- **THE TASK**
State how many lines in these records contain the word "sqlx", and nothing else.

+ + +

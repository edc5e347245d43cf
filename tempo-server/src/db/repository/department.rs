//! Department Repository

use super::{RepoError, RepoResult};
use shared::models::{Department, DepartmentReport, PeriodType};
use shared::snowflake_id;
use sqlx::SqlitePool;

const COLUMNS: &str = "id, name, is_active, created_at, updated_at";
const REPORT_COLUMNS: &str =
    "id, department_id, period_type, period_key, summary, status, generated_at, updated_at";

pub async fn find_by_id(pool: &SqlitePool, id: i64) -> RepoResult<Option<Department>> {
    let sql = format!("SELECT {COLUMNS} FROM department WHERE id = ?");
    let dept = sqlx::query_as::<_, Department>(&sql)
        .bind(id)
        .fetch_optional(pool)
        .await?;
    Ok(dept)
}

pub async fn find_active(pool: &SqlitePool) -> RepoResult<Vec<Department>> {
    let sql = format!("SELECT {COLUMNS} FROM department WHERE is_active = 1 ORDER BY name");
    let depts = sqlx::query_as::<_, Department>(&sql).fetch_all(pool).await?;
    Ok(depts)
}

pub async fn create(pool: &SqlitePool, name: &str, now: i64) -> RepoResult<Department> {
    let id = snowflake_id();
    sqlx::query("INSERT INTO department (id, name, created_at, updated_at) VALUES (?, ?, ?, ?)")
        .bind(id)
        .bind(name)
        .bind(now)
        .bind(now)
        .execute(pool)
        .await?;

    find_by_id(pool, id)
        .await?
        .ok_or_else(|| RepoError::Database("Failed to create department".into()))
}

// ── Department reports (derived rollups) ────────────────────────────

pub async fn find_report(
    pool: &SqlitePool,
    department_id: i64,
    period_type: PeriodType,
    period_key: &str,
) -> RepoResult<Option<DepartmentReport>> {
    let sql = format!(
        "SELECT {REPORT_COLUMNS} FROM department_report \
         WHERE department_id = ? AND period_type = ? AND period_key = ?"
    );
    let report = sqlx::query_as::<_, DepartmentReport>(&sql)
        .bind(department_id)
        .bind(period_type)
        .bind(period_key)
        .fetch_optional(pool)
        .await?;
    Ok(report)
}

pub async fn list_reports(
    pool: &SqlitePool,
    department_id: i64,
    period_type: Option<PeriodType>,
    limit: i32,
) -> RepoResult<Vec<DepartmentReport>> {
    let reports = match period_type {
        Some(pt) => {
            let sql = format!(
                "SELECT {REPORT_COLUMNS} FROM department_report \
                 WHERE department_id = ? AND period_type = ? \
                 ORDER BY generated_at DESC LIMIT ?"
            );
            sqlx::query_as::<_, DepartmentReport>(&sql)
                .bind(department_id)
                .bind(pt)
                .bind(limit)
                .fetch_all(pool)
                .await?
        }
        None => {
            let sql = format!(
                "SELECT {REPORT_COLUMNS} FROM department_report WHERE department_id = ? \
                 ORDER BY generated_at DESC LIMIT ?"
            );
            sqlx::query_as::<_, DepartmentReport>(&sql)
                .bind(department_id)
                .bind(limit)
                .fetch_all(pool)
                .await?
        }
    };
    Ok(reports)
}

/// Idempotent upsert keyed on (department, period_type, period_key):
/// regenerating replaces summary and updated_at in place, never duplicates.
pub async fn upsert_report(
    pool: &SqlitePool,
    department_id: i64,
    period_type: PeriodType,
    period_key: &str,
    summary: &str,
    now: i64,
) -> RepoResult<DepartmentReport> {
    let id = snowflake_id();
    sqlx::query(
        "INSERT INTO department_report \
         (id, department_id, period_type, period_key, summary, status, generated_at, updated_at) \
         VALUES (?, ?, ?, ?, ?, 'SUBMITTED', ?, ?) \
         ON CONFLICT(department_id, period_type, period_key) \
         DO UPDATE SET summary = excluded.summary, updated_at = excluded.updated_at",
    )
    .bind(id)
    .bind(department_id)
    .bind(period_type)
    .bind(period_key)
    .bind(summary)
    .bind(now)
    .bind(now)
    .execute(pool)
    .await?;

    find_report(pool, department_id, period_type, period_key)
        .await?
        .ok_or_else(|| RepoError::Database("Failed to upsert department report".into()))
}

+ + +

- **ANSWER BELOW**
8